(Beginning of PROVIDED RECORDS)

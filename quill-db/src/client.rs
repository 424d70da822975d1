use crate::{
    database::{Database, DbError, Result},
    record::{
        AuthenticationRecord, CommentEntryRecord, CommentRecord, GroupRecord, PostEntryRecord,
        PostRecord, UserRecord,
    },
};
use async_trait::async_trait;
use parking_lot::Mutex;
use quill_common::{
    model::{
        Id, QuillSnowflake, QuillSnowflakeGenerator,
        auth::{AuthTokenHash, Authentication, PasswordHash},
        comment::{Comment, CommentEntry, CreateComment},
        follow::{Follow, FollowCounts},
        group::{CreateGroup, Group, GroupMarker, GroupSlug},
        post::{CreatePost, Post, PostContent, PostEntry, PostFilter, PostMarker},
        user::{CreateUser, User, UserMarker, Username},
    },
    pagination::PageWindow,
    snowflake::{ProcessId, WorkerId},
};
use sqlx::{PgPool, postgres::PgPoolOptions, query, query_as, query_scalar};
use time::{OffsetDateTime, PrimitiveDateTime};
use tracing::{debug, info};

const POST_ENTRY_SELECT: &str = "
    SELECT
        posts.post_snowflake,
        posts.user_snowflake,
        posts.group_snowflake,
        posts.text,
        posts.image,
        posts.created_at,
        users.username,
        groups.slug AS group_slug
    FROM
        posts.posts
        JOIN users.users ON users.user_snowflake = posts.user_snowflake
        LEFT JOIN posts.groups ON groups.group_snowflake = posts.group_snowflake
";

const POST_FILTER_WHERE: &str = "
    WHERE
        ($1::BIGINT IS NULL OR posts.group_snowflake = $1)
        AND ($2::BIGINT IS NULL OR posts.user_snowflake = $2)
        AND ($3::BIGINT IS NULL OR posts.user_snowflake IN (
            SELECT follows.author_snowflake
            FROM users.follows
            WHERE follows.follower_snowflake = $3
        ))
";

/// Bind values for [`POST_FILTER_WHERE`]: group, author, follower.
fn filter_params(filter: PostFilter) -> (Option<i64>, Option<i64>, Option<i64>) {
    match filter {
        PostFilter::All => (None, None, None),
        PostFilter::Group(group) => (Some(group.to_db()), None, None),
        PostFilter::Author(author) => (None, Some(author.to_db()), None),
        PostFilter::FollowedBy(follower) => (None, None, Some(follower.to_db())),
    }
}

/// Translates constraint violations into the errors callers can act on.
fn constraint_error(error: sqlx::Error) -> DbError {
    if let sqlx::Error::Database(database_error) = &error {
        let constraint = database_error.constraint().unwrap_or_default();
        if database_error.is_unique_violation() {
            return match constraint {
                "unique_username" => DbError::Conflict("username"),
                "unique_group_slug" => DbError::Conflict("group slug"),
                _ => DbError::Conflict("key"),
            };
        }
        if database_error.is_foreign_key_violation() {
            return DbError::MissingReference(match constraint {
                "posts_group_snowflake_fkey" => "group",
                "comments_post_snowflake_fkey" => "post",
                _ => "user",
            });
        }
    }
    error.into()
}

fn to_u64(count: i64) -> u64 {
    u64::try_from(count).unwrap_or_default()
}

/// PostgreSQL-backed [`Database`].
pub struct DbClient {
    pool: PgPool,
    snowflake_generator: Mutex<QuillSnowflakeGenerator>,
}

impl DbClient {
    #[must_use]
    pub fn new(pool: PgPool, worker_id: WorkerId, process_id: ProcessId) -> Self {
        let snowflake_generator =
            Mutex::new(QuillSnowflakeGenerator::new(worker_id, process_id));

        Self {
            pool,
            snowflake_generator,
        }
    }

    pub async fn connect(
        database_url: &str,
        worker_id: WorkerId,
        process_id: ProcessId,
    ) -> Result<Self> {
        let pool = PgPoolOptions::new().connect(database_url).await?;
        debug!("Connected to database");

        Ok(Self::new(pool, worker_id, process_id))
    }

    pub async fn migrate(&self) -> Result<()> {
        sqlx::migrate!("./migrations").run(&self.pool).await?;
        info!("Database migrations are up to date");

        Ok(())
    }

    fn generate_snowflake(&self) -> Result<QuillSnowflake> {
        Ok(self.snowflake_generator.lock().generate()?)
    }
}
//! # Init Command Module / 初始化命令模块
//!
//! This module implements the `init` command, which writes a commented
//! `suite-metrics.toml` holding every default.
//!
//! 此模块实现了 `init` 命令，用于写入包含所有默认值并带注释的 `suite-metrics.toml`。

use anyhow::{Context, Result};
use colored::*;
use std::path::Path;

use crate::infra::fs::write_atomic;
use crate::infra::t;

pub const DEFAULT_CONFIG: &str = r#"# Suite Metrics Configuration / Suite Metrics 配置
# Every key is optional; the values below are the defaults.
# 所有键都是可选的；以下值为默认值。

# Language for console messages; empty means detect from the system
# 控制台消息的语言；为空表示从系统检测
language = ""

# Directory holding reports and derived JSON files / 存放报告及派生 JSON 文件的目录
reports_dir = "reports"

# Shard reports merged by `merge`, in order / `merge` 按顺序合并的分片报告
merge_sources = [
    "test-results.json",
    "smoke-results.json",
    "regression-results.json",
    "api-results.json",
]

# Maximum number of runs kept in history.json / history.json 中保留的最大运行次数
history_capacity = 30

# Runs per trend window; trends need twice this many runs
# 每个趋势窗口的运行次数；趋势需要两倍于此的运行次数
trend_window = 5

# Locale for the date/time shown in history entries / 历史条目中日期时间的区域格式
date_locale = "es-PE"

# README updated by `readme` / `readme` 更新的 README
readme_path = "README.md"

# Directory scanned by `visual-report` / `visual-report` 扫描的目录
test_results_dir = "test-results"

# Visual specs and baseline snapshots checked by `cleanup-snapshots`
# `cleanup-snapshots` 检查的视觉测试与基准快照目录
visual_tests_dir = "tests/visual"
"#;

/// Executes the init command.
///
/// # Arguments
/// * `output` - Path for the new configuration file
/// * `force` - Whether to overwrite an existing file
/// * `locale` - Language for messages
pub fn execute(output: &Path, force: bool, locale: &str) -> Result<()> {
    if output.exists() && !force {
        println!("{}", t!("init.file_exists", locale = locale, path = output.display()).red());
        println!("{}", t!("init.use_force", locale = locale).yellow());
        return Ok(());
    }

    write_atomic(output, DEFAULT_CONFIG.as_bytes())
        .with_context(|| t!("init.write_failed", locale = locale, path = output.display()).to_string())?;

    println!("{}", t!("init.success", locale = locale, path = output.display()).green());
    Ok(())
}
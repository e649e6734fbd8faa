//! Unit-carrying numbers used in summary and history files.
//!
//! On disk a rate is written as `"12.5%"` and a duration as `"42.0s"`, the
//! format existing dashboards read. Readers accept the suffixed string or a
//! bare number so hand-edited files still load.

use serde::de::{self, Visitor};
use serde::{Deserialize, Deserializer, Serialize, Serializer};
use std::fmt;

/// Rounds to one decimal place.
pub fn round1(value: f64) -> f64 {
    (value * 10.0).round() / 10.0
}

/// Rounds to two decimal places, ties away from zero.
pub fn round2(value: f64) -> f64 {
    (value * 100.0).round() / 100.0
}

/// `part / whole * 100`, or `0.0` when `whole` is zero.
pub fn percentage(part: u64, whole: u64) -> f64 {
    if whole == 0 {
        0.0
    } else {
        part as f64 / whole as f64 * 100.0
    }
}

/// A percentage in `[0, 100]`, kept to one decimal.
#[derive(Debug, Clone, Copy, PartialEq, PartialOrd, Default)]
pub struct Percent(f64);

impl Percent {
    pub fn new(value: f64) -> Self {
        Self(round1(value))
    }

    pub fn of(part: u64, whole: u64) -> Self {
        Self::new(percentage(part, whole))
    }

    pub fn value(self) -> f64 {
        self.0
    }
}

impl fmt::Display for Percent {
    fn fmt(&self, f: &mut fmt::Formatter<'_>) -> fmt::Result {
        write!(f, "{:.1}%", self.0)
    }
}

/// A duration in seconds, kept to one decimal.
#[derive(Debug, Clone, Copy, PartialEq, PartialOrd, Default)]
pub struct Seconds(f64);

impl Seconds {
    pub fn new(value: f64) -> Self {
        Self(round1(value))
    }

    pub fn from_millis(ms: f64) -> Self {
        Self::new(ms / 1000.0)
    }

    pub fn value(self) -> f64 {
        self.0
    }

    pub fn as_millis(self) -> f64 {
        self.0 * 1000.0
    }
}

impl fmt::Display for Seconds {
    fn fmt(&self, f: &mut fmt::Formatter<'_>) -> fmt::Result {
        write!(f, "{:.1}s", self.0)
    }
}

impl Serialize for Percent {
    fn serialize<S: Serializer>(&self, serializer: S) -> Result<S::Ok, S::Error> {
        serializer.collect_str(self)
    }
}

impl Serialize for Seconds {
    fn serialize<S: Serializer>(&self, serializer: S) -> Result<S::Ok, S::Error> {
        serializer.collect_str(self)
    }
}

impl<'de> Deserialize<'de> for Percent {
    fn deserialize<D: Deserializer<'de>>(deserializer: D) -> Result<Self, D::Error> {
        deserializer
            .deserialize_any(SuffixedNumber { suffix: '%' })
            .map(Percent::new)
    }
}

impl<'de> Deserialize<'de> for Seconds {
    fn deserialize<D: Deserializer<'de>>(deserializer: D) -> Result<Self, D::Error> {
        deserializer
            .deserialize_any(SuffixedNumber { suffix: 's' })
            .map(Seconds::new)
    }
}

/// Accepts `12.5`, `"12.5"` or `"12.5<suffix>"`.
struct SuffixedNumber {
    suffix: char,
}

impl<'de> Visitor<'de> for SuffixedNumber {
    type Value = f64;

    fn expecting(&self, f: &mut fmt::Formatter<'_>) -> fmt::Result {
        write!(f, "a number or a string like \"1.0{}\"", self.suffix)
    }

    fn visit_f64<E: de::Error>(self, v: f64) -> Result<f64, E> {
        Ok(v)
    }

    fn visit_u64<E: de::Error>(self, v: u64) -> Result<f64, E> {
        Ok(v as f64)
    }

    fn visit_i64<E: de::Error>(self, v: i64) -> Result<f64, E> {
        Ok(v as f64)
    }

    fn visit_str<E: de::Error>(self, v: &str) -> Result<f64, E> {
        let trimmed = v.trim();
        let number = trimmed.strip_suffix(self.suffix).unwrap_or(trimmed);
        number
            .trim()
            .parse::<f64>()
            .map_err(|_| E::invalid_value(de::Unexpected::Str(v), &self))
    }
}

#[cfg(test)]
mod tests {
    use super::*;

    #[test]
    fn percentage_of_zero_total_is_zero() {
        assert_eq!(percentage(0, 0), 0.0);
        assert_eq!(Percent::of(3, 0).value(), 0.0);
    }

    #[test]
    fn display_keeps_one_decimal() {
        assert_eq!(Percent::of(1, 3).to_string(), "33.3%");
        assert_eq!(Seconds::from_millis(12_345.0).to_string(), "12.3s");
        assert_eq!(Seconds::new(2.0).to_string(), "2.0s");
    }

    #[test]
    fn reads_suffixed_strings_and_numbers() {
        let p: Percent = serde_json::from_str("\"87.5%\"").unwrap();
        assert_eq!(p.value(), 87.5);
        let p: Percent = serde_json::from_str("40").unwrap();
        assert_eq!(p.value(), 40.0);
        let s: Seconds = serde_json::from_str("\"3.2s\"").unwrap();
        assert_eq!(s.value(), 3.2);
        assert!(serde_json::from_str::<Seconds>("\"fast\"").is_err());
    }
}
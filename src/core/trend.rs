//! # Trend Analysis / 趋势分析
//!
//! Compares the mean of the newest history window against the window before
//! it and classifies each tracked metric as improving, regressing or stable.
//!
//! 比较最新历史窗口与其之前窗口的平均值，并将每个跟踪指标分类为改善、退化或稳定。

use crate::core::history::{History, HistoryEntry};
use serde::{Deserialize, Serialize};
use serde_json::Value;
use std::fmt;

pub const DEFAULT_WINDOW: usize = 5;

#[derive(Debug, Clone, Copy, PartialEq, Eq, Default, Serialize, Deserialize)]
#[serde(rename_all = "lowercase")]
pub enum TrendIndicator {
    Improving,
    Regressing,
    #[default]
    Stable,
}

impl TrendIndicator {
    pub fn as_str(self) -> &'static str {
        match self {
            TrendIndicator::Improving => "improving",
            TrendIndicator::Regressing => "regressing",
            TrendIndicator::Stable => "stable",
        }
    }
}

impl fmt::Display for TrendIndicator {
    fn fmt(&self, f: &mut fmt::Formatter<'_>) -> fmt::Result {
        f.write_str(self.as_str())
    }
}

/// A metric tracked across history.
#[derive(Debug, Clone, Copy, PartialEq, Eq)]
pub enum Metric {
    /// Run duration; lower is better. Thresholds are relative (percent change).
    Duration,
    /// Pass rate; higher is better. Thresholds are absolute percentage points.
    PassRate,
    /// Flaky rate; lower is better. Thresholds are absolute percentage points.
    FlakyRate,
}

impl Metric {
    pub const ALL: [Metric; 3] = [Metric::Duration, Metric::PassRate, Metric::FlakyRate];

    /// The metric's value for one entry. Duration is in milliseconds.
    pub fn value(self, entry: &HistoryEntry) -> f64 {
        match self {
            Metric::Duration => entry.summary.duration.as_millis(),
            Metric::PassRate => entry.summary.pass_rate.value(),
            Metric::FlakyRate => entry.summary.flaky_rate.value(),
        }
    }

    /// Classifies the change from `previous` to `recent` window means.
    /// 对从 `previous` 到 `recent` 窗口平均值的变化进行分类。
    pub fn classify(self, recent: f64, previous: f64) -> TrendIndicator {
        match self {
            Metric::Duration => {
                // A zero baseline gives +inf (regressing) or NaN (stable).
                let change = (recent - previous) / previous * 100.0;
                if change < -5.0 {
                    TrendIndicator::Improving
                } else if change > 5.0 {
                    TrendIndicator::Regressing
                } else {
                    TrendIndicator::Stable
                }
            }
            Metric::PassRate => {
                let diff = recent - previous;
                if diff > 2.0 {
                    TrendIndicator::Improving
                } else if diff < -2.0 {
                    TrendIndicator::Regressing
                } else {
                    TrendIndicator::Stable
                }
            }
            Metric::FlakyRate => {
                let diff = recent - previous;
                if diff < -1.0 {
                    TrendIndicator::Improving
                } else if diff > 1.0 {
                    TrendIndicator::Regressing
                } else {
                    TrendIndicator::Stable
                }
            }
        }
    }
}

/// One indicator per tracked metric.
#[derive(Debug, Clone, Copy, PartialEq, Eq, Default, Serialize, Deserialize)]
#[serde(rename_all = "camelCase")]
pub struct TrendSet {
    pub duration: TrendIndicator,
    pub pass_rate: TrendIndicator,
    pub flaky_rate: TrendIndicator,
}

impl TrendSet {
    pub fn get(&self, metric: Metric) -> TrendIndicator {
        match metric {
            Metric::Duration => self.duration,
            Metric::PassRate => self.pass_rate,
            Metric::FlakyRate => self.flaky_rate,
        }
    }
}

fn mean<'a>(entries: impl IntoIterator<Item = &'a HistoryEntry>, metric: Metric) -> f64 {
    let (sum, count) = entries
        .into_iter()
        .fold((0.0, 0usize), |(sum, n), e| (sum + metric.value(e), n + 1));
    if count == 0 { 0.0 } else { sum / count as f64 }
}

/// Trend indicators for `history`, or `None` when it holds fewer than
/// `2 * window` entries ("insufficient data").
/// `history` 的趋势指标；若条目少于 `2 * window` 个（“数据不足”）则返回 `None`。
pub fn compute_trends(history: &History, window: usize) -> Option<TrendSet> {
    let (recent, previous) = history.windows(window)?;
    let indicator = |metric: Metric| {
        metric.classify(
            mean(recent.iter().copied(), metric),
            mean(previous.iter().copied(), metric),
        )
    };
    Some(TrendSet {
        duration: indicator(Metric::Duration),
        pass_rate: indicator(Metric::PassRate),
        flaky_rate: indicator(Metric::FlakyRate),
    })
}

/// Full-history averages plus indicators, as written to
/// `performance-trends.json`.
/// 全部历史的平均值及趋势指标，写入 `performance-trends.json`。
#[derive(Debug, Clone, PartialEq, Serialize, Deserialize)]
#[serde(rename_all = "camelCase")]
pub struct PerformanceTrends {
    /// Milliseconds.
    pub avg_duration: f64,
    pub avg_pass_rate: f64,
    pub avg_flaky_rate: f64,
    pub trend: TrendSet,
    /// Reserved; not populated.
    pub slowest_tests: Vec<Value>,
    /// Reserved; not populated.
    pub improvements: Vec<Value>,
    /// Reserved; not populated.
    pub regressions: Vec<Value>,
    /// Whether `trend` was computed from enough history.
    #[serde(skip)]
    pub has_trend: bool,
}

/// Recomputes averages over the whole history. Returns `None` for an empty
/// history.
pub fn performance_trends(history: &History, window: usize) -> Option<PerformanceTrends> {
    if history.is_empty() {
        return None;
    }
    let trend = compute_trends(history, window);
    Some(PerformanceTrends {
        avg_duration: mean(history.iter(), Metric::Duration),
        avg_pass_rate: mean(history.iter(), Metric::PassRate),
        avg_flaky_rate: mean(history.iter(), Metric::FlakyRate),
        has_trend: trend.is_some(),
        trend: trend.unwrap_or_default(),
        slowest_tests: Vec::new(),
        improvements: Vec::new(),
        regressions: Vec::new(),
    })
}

(End of PROVIDED RECORDS)

:: HOW TO COMPLETE THIS TASK ::
For each line in the entries that holds "PgPoolOptions", return that line.

:: ANSWER BOX ::
use sqlx::{PgPool, postgres::PgPoolOptions, query, query_as, query_scalar};
        let pool = PgPoolOptions::new().connect(database_url).await?;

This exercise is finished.